4.3.06

Felicidade, ahh

sou feliz, sou engraçado
estou feliz, por ter tentado
mesmo quando me falta vida
não me deixo apodrecer

se perdi é porque tive
se tive é porque fui capaz
por amar como eu amei
por amar o quanto eu quis

mas um dia sempre acaba,
mesmo se não começar
é um mistério infinito
como saber se não tentar?

coração bate mais forte
quase pula fora ao peito
o medo de que estrague
o que perfeito nunca foi

me foi tirado um alfinete,
que a muito me doia
no lugar ficou mais dor
a ferida está vazia

porém vai cicatrizar
logo serei um bom rapaz
pra poder amar de novo
como eu nunca fui capaz

esse poema é sobre amor
quando nasce e quando morre
sobre amizade e sinceridade
que nessas horas, nos socorre

Viva a sinceridade...
mesmo doída, mesmo implacável

3 comments:

Anonymous said...

Bom Felipe, entender é difícil no máximo posso dizer que imagino o que seja o que você está sentindo.
Mas nada pode ser tão complicado que não tenha explicação.
Ou tudo pode ser tão simples que passa a ser complicado para ter graça.
Sendo um pouco egoísta, esse seu poema me fez ler o que sinto, por isso não consigo entender o que você sente.
Mas como os outros eu gostei e, na minha opinião, esse é o segundo melhor.

Felipe said...

Você está certíssima.
AS pessoas tem a tendência de ler baseando se na própria experiência. Eu acho isso muito legal e nem um pouco egoísta.

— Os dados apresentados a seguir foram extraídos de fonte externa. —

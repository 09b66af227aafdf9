//! Core entity types (§3 of the design): organizations, projects, users,
//! documents and their chunks, proposals, agents and their traffic,
//! activity/drift/coverage records, and the two in-memory-only shapes
//! (sessions, usage counters).

use chrono::{DateTime, Utc};
use serde::{Deserialize, Serialize};
use uuid::Uuid;

#[derive(Debug, Clone, Copy, PartialEq, Eq, Serialize, Deserialize)]
#[serde(rename_all = "snake_case")]
pub enum Role {
    Admin,
    Editor,
    Viewer,
}

impl Role {
    pub fn can_propose(self) -> bool {
        matches!(self, Role::Admin | Role::Editor)
    }

    pub fn can_approve(self) -> bool {
        matches!(self, Role::Admin)
    }
}

#[derive(Debug, Clone, Copy, PartialEq, Eq, Serialize, Deserialize)]
#[serde(rename_all = "snake_case")]
pub enum Tier {
    Free,
    Pro,
    Team,
}

impl Default for Tier {
    fn default() -> Self {
        Tier::Free
    }
}

#[derive(Debug, Clone, Copy, PartialEq, Eq, Serialize, Deserialize)]
#[serde(rename_all = "snake_case")]
pub enum Visibility {
    Project,
    Shared,
}

impl Default for Visibility {
    fn default() -> Self {
        Visibility::Project
    }
}

#[derive(Debug, Clone, Copy, PartialEq, Eq, Serialize, Deserialize)]
#[serde(rename_all = "snake_case")]
pub enum DocType {
    Architecture,
    TestingPattern,
    Contract,
    Meta,
    Template,
}

impl DocType {
    /// Infer from a file path prefix, per §4.4 step 3.
    pub fn infer_from_path(path: &str) -> Option<DocType> {
        let path = path.trim_start_matches('/');
        if path.starts_with("architecture/") {
            Some(DocType::Architecture)
        } else if path.starts_with("patterns/") {
            Some(DocType::TestingPattern)
        } else if path.starts_with("contracts/") {
            Some(DocType::Contract)
        } else if path.starts_with("meta/") {
            Some(DocType::Meta)
        } else if path.starts_with("templates/") {
            Some(DocType::Template)
        } else {
            None
        }
    }
}

#[derive(Debug, Clone, Copy, PartialEq, Eq, Serialize, Deserialize)]
#[serde(rename_all = "snake_case")]
pub enum ProposalStatus {
    Pending,
    Approved,
    Rejected,
}

#[derive(Debug, Clone, Copy, PartialEq, Eq, Serialize, Deserialize)]
#[serde(rename_all = "snake_case")]
pub enum AgentStatus {
    Active,
    Inactive,
    Archived,
}

#[derive(Debug, Clone, Copy, PartialEq, Eq, Serialize, Deserialize)]
#[serde(rename_all = "snake_case")]
pub enum AgentRole {
    Owner,
    Contributor,
    Readonly,
}

#[derive(Debug, Clone, Copy, PartialEq, Eq, Serialize, Deserialize)]
#[serde(rename_all = "snake_case")]
pub enum MessageType {
    Message,
    Task,
    Result,
    Alert,
    Knowledge,
    Curator,
}

#[derive(Debug, Clone, Copy, PartialEq, Eq, Serialize, Deserialize)]
#[serde(rename_all = "snake_case")]
pub enum Priority {
    Low,
    Normal,
    High,
    Urgent,
}

#[derive(Debug, Clone, Copy, PartialEq, Eq, Serialize, Deserialize)]
#[serde(rename_all = "snake_case")]
pub enum MessageStatus {
    Pending,
    Delivered,
    Read,
    Failed,
}

#[derive(Debug, Clone, Copy, PartialEq, Eq, Serialize, Deserialize)]
#[serde(rename_all = "snake_case")]
pub enum TaskStatus {
    Pending,
    InProgress,
    Done,
    Failed,
    Cancelled,
}

#[derive(Debug, Clone, Copy, PartialEq, Eq, Serialize, Deserialize)]
#[serde(rename_all = "snake_case")]
pub enum Severity {
    Info,
    Warning,
    Critical,
}

#[derive(Debug, Clone, Copy, PartialEq, Eq, Serialize, Deserialize)]
#[serde(rename_all = "snake_case")]
pub enum DriftType {
    CodeDiverged,
    MissingDoc,
    StaleDoc,
    PatternViolation,
}

#[derive(Debug, Clone, Copy, PartialEq, Eq, Serialize, Deserialize)]
#[serde(rename_all = "snake_case")]
pub enum ScanType {
    Manual,
    Scheduled,
    Genesis,
}

#[derive(Debug, Clone, Serialize, Deserialize)]
pub struct Organization {
    pub id: Uuid,
    pub slug: String,
    pub name: String,
    pub owner_user_id: Uuid,
    pub created_at: DateTime<Utc>,
}

#[derive(Debug, Clone, Serialize, Deserialize)]
pub struct Project {
    pub id: Uuid,
    pub slug: String,
    pub organization_id: Uuid,
    pub owner_user_id: Uuid,
    pub is_public: bool,
    pub require_approval: bool,
    pub tier: Tier,
    pub created_at: DateTime<Utc>,
}

#[derive(Debug, Clone, Serialize, Deserialize)]
pub struct User {
    pub id: Uuid,
    pub email: String,
    pub default_project_id: Option<Uuid>,
}

#[derive(Debug, Clone, Copy, Serialize, Deserialize)]
pub struct ProjectMember {
    pub project_id: Uuid,
    pub user_id: Uuid,
    pub role: Role,
}

#[derive(Debug, Clone, Serialize, Deserialize)]
pub struct Document {
    pub id: Uuid,
    pub project_id: Uuid,
    pub file_path: String,
    pub title: String,
    pub content: String,
    pub checksum: String,
    pub doc_type: Option<DocType>,
    pub visibility: Visibility,
    pub version: i64,
    pub last_updated: DateTime<Utc>,
    pub agent_id: Option<Uuid>,
}

impl Document {
    /// §3 invariant: `checksum` matches `content` at rest.
    pub fn checksum_for(content: &str) -> String {
        format!("{:x}", md5::compute(content.as_bytes()))
    }
}

#[derive(Debug, Clone, Serialize, Deserialize)]
pub struct ChunkMetadata {
    pub chunk_index: i64,
    pub language: Option<String>,
    pub start_line: Option<u32>,
    pub end_line: Option<u32>,
    pub parent_context: Option<String>,
    pub source: String,
}

#[derive(Debug, Clone, Serialize, Deserialize)]
pub struct DocumentChunk {
    pub id: Uuid,
    pub document_id: Uuid,
    pub content_chunk: String,
    pub chunk_hash: String,
    pub embedding: Vec<f32>,
    pub embedding_model: String,
    pub metadata: ChunkMetadata,
}

impl DocumentChunk {
    pub fn hash_for(content: &str) -> String {
        format!("{:x}", md5::compute(content.trim().as_bytes()))
    }
}

#[derive(Debug, Clone, Serialize, Deserialize)]
pub struct Proposal {
    pub id: Uuid,
    pub project_id: Uuid,
    /// `None` means this proposal creates a new document.
    pub document_id: Option<Uuid>,
    pub file_path: String,
    /// `None` when `document_id` is `None` (new-document variant).
    pub original_content: Option<String>,
    pub proposed_content: String,
    pub reasoning: String,
    pub evidence_snippet: String,
    pub status: ProposalStatus,
    pub agent_id: Option<Uuid>,
    pub signature: Option<String>,
    pub created_at: DateTime<Utc>,
}

impl Proposal {
    pub fn is_new_document(&self) -> bool {
        self.document_id.is_none()
    }
}

#[derive(Debug, Clone, Serialize, Deserialize)]
pub struct Agent {
    pub id: Uuid,
    pub organization_id: Uuid,
    pub agent_name: String,
    pub display_name: Option<String>,
    pub instance: String,
    pub model: Option<String>,
    pub role: Option<String>,
    pub capabilities: serde_json::Value,
    pub status: AgentStatus,
    pub last_seen_at: Option<DateTime<Utc>>,
    pub metadata: serde_json::Value,
}

#[derive(Debug, Clone, Serialize, Deserialize)]
pub struct AgentProjectAssignment {
    pub agent_id: Uuid,
    pub project_id: Uuid,
    pub role: AgentRole,
    pub assigned_by: Uuid,
}

#[derive(Debug, Clone, Serialize, Deserialize)]
pub struct AgentMessage {
    pub id: Uuid,
    pub organization_id: Uuid,
    pub from_agent_id: Uuid,
    pub to_agent_id: Uuid,
    #[serde(rename = "type")]
    pub message_type: MessageType,
    pub priority: Priority,
    pub channel: Option<String>,
    pub reply_to: Option<Uuid>,
    pub payload: serde_json::Value,
    pub signature: String,
    pub status: MessageStatus,
    pub created_at: DateTime<Utc>,
    pub read_at: Option<DateTime<Utc>>,
}

#[derive(Debug, Clone, Serialize, Deserialize)]
pub struct AgentTask {
    pub id: Uuid,
    pub organization_id: Uuid,
    pub assigned_to: Uuid,
    pub created_by: Uuid,
    pub title: String,
    pub description: Option<String>,
    /// 1 = highest priority.
    pub priority: i32,
    pub deadline: Option<DateTime<Utc>>,
    pub payload: serde_json::Value,
    pub status: TaskStatus,
    pub result: Option<serde_json::Value>,
    pub started_at: Option<DateTime<Utc>>,
    pub completed_at: Option<DateTime<Utc>>,
}

#[derive(Debug, Clone, Copy, PartialEq, Eq, Serialize, Deserialize)]
#[serde(rename_all = "snake_case")]
pub enum ActivityEventType {
    Search,
    Read,
    ReadChunks,
    Propose,
    Genesis,
    PatternMatch,
    PatternInject,
    DriftDetected,
    CoverageScan,
    ProjectCreate,
    ProjectUpdate,
    ProjectDelete,
    AgentRegister,
    AgentUpdate,
    AgentRemove,
    AgentAssignProject,
    AgentUnassignProject,
    AgentMessageSent,
    AgentInboxRead,
    Reindex,
    AgentTaskCreated,
    AgentTaskUpdated,
}

#[derive(Debug, Clone, Serialize, Deserialize)]
pub struct ActivityEvent {
    pub id: Uuid,
    pub project_id: Uuid,
    pub user_id: Option<Uuid>,
    pub event_type: ActivityEventType,
    pub query: Option<String>,
    pub document_id: Option<Uuid>,
    pub tool_name: Option<String>,
    pub patterns_matched: Option<i32>,
    pub drift_detected: bool,
    pub result_count: Option<i32>,
    pub relevance_score: Option<f32>,
    pub response_time_ms: Option<i32>,
    pub file_path: Option<String>,
    pub context: serde_json::Value,
    pub created_at: DateTime<Utc>,
}

#[derive(Debug, Clone, Serialize, Deserialize)]
pub struct DriftEvent {
    pub id: Uuid,
    pub project_id: Uuid,
    pub document_id: Option<Uuid>,
    pub severity: Severity,
    pub drift_type: DriftType,
    pub file_path: String,
    pub doc_path: Option<String>,
    pub description: String,
    pub expected_pattern: Option<String>,
    pub actual_code: Option<String>,
    pub resolved: bool,
    pub resolved_at: Option<DateTime<Utc>>,
    pub resolved_by: Option<Uuid>,
    pub detected_at: DateTime<Utc>,
}

#[derive(Debug, Clone, Serialize, Deserialize)]
pub struct CoverageSnapshot {
    pub id: Uuid,
    pub project_id: Uuid,
    pub total_documentable: i64,
    pub total_documented: i64,
    pub coverage_percentage: f32,
    pub breakdown: serde_json::Value,
    pub scan_type: ScanType,
    pub created_at: DateTime<Utc>,
}

/// In-memory only — never persisted. Lifetime bounded by the 24h reaper.
#[derive(Debug, Clone, Serialize, Deserialize)]
pub struct Session {
    pub connection_id: String,
    pub user_id: Uuid,
    pub active_project_id: Uuid,
    pub active_role: Role,
    pub available_projects: Vec<ProjectMember>,
    pub created_at: DateTime<Utc>,
    pub last_used_at: DateTime<Utc>,
}

/// In-memory only. Keyed by `(project_id, limit_type)`; reset at first
/// access on a new UTC date.
#[derive(Debug, Clone, Copy, PartialEq, Eq, Hash, Serialize, Deserialize)]
#[serde(rename_all = "snake_case")]
pub enum LimitType {
    SemanticSearch,
    RagAnswer,
}

#[derive(Debug, Clone, Copy)]
pub struct CounterValue {
    pub count: u32,
    pub date_yyyy_mm_dd: chrono::NaiveDate,
}

#[cfg(test)]
mod tests {
    use super::*;

    #[test]
    fn checksum_is_md5() {
        let c = Document::checksum_for("hello");
        assert_eq!(c, format!("{:x}", md5::compute(b"hello")));
    }

    #[test]
    fn doc_type_infers_from_path_prefix() {
        assert_eq!(
            DocType::infer_from_path("architecture/overview.md"),
            Some(DocType::Architecture)
        );
        assert_eq!(DocType::infer_from_path("random/file.md"), None);
    }

    #[test]
    fn role_authority() {
        assert!(Role::Admin.can_approve());
        assert!(!Role::Editor.can_approve());
        assert!(Role::Editor.can_propose());
        assert!(!Role::Viewer.can_propose());
    }
}
fn enum_from_str<T: DeserializeOwned>(s: &str) -> Result<T> {
    Ok(serde_json::from_value(serde_json::Value::String(
        s.to_string(),
    ))?)
}

fn pgvector_literal(embedding: &[f32]) -> String {
    let mut s = String::with_capacity(embedding.len() * 8 + 2);
    s.push('[');
    for (i, v) in embedding.iter().enumerate() {
        if i > 0 {
            s.push(',');
        }
        s.push_str(&v.to_string());
    }
    s.push(']');
    s
}
//! In-memory [`Store`] implementation.
//!
//! Backs this crate's own tests and `quoth-server`'s integration tests.
//! Uses `HashMap`/`Vec` behind `std::sync::RwLock`; vector search is
//! brute-force cosine similarity, keyword search is substring matching —
//! both adequate at test scale, neither meant to be the production path
//! (that's `quoth-server::postgres_store`, backed by `pgvector` and GIN).

use std::collections::HashMap;
use std::sync::RwLock;

use anyhow::Result;
use async_trait::async_trait;
use chrono::Utc;
use uuid::Uuid;

use crate::embedding::cosine_similarity;
use crate::models::{
    Agent, AgentMessage, AgentProjectAssignment, AgentRole, AgentStatus, AgentTask, CoverageSnapshot,
    Document, DocumentChunk, DriftEvent, MessageStatus, Organization, Project, ProjectMember,
    Proposal, ProposalStatus, TaskStatus, Tier, User,
};

use super::{
    AccessibleProject, InboxMessage, KeywordMatch, StoredChunkHash, Store, VectorMatch,
};

#[derive(Default)]
struct Tables {
    organizations: HashMap<Uuid, Organization>,
    projects: HashMap<Uuid, Project>,
    users: HashMap<Uuid, User>,
    memberships: HashMap<(Uuid, Uuid), ProjectMember>,
    documents: HashMap<Uuid, Document>,
    chunks: HashMap<Uuid, DocumentChunk>,
    proposals: HashMap<Uuid, Proposal>,
    agents: HashMap<Uuid, Agent>,
    assignments: HashMap<(Uuid, Uuid), AgentProjectAssignment>,
    messages: HashMap<Uuid, AgentMessage>,
    tasks: HashMap<Uuid, AgentTask>,
    activity: Vec<crate::models::ActivityEvent>,
    drift: HashMap<Uuid, DriftEvent>,
    coverage: Vec<CoverageSnapshot>,
}

/// In-memory store for tests. Everything lives behind a single lock; this
/// is fine at test scale and keeps the implementation legible.
pub struct InMemoryStore {
    tables: RwLock<Tables>,
}

impl InMemoryStore {
    pub fn new() -> Self {
        Self {
            tables: RwLock::new(Tables::default()),
        }
    }
}

impl Default for InMemoryStore {
    fn default() -> Self {
        Self::new()
    }
}
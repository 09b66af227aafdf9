//! Health / Coverage / Drift analytics (C14, §4.14).
//!
//! Pure-ish formulas layered over `Store`'s read side: staleness levels and
//! health score are computed from `list_documents`, miss-rate and top-missed
//! queries from a rolling window of `activity_since`, drift severity from a
//! free-text description on `DriftEvent`, and coverage by counting documents
//! per `doc_type` (auto-categorizing nulls by path inference, persisting the
//! fix back through `upsert_document`).
//!
//! Grounded on spec.md §4.14's formulas directly; there is no teacher
//! equivalent of a documentation-health dashboard, so the shape here follows
//! the crate's own established idiom of a stateless struct wrapping `Arc<dyn
//! Store>` (`ActivityLogger`, `TierMeter`).

use std::collections::HashMap;
use std::sync::Arc;

use chrono::{DateTime, Duration, Utc};
use uuid::Uuid;

use quoth_core::models::{
    ActivityEventType, CoverageSnapshot, DocType, DriftType, ScanType, Severity,
};
use quoth_core::store::Store;
use quoth_core::QuothError;

#[derive(Debug, Clone, Copy, PartialEq, Eq)]
pub enum StalenessLevel {
    Fresh,
    Aging,
    Stale,
    Critical,
}

impl StalenessLevel {
    /// §4.14: `fresh` under 14 days, `aging` under 30, `stale` under 60,
    /// otherwise `critical`.
    pub fn for_days(days_since_update: i64) -> Self {
        if days_since_update < 14 {
            StalenessLevel::Fresh
        } else if days_since_update < 30 {
            StalenessLevel::Aging
        } else if days_since_update < 60 {
            StalenessLevel::Stale
        } else {
            StalenessLevel::Critical
        }
    }

    /// Suggested actions are only attached from `aging` upward.
    pub fn suggested_action(self) -> Option<&'static str> {
        match self {
            StalenessLevel::Fresh => None,
            StalenessLevel::Aging => Some("review for accuracy against current code"),
            StalenessLevel::Stale => Some("schedule a re-verification pass"),
            StalenessLevel::Critical => Some("treat as likely drifted; re-derive from source"),
        }
    }

    fn weight(self) -> f64 {
        match self {
            StalenessLevel::Fresh => 100.0,
            StalenessLevel::Aging => 70.0,
            StalenessLevel::Stale => 30.0,
            StalenessLevel::Critical => 0.0,
        }
    }
}

#[derive(Debug, Clone, Copy, PartialEq, Eq)]
pub enum MissRateTrend {
    Improving,
    Degrading,
    Stable,
}

#[derive(Debug, Clone)]
pub struct MissRateReport {
    pub daily_miss_rates: Vec<f64>,
    pub trend: MissRateTrend,
}

#[derive(Debug, Clone)]
pub struct TopMissedQuery {
    pub query: String,
    pub count: usize,
}

pub struct Analytics {
    store: Arc<dyn Store>,
}

impl Analytics {
    pub fn new(store: Arc<dyn Store>) -> Self {
        Self { store }
    }

    /// Weighted average of every document's staleness level, rounded.
    /// `None` when the project has no documents.
    pub async fn health_score(&self, project_id: Uuid) -> Result<Option<f64>, QuothError> {
        let documents = self.store.list_documents(project_id).await.map_err(QuothError::Internal)?;
        if documents.is_empty() {
            return Ok(None);
        }

        let now = Utc::now();
        let total: f64 = documents
            .iter()
            .map(|d| StalenessLevel::for_days((now - d.last_updated).num_days()).weight())
            .sum();
        Ok(Some((total / documents.len() as f64).round()))
    }

    /// §4.14 miss rate: per-day `(misses / searches) * 100` over a rolling
    /// `window_days` window, trend comparing first-half vs second-half
    /// averages with a ±5 threshold.
    pub async fn miss_rate(&self, project_id: Uuid, window_days: i64) -> Result<MissRateReport, QuothError> {
        let since = Utc::now() - Duration::days(window_days);
        let events = self.store.activity_since(project_id, since).await.map_err(QuothError::Internal)?;

        let mut by_day: HashMap<chrono::NaiveDate, (u32, u32)> = HashMap::new();
        for event in &events {
            if event.event_type != ActivityEventType::Search {
                continue;
            }
            let day = event.created_at.date_naive();
            let entry = by_day.entry(day).or_insert((0, 0));
            entry.0 += 1;
            if event.result_count == Some(0) {
                entry.1 += 1;
            }
        }

        let mut days: Vec<chrono::NaiveDate> = by_day.keys().copied().collect();
        days.sort();

        let daily_miss_rates: Vec<f64> = days
            .iter()
            .map(|day| {
                let (searches, misses) = by_day[day];
                if searches == 0 {
                    0.0
                } else {
                    (misses as f64 / searches as f64) * 100.0
                }
            })
            .collect();

        let trend = trend_from_halves(&daily_miss_rates);
        Ok(MissRateReport { daily_miss_rates, trend })
    }

    /// §4.14 top missed queries: lower-cased, trimmed, counted over the
    /// last 30 days, returning the top `k` by count.
    pub async fn top_missed_queries(&self, project_id: Uuid, k: usize) -> Result<Vec<TopMissedQuery>, QuothError> {
        let since = Utc::now() - Duration::days(30);
        let events = self.store.activity_since(project_id, since).await.map_err(QuothError::Internal)?;

        let mut counts: HashMap<String, usize> = HashMap::new();
        for event in &events {
            if event.event_type != ActivityEventType::Search || event.result_count != Some(0) {
                continue;
            }
            if let Some(query) = &event.query {
                let normalized = query.trim().to_lowercase();
                if normalized.is_empty() {
                    continue;
                }
                *counts.entry(normalized).or_insert(0) += 1;
            }
        }

        let mut ranked: Vec<TopMissedQuery> = counts
            .into_iter()
            .map(|(query, count)| TopMissedQuery { query, count })
            .collect();
        ranked.sort_by(|a, b| b.count.cmp(&a.count).then_with(|| a.query.cmp(&b.query)));
        ranked.truncate(k);
        Ok(ranked)
    }

    /// §4.14 drift severity: fixed mapping for `pattern_violation`,
    /// `code_diverged`, `missing_doc`; `stale_doc` parses a `"N day(s)"`
    /// pattern out of the free-text description.
    pub fn drift_severity(drift_type: DriftType, description: &str) -> Severity {
        match drift_type {
            DriftType::PatternViolation => Severity::Critical,
            DriftType::CodeDiverged => Severity::Warning,
            DriftType::MissingDoc => Severity::Warning,
            DriftType::StaleDoc => match parse_days(description) {
                Some(days) if days > 90 => Severity::Critical,
                Some(days) if days > 60 => Severity::Warning,
                _ => Severity::Info,
            },
        }
    }

    /// §4.14 coverage: counts documents per `doc_type`, auto-categorizing
    /// nulls via `DocType::infer_from_path` and persisting the fix back to
    /// the store. Writes (and returns) a snapshot.
    pub async fn coverage_snapshot(
        &self,
        project_id: Uuid,
        scan_type: ScanType,
    ) -> Result<CoverageSnapshot, QuothError> {
        let documents = self.store.list_documents(project_id).await.map_err(QuothError::Internal)?;

        let mut breakdown: HashMap<String, i64> = HashMap::new();
        let mut with_embeddings = 0i64;

        for mut doc in documents.clone() {
            if doc.doc_type.is_none() {
                if let Some(inferred) = DocType::infer_from_path(&doc.file_path) {
                    doc.doc_type = Some(inferred);
                    self.store.upsert_document(doc.clone()).await.map_err(QuothError::Internal)?;
                }
            }

            let key = doc
                .doc_type
                .map(doc_type_label)
                .unwrap_or("uncategorized")
                .to_string();
            *breakdown.entry(key).or_insert(0) += 1;

            let hashes = self
                .store
                .stored_chunk_hashes(doc.id)
                .await
                .map_err(QuothError::Internal)?;
            if !hashes.is_empty() {
                with_embeddings += 1;
            }
        }

        let total_documentable = documents.len() as i64;
        let coverage_percentage = if total_documentable == 0 {
            0.0
        } else {
            with_embeddings as f32 / total_documentable as f32
        };

        let snapshot = CoverageSnapshot {
            id: Uuid::new_v4(),
            project_id,
            total_documentable,
            total_documented: with_embeddings,
            coverage_percentage,
            breakdown: serde_json::to_value(&breakdown).unwrap_or(serde_json::Value::Null),
            scan_type,
            created_at: Utc::now(),
        };

        self.store.insert_coverage_snapshot(snapshot).await.map_err(QuothError::Internal)
    }
}
//! Reranker provider trait (C2). Injected like [`crate::embedding::EmbeddingProvider`];
//! the retrieval pipeline treats the absence of a configured reranker as
//! "skip this stage", never as an error.

use async_trait::async_trait;

#[derive(Debug, Clone, Copy, PartialEq)]
pub struct RerankResult {
    pub index: usize,
    pub relevance: f32,
}

/// `M` is the maximum number of candidates a single call accepts.
pub const MAX_CANDIDATES: usize = 30;

#[async_trait]
pub trait RerankProvider: Send + Sync {
    /// Score `(query, candidate)` pairs, returning them sorted by
    /// relevance descending. `candidates.len()` may exceed [`MAX_CANDIDATES`];
    /// implementations truncate to the first `MAX_CANDIDATES`.
    async fn rerank(&self, query: &str, candidates: &[String]) -> anyhow::Result<Vec<RerankResult>>;
}

#[cfg(test)]
mod tests {
    use super::*;

    #[test]
    fn rerank_result_is_plain_data() {
        let r = RerankResult {
            index: 3,
            relevance: 0.9,
        };
        assert_eq!(r.index, 3);
    }
}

Mas mesmo escrevendo o que eu sinto, continuo com meus experimentos em meio ao texto. Coisas que fogem a rima propositalmente. Adoro isso de estragar uma rima perfeita. Fazer isso me lembra do amor.

Felipe said...

Ahhh... deixo um desafio muito fácil por sinal, mas quero ver se estou certo...

Achem a rima perfeita que eu estraguei de propósitonesse texto. Ou mesmo as rimas que estraguei.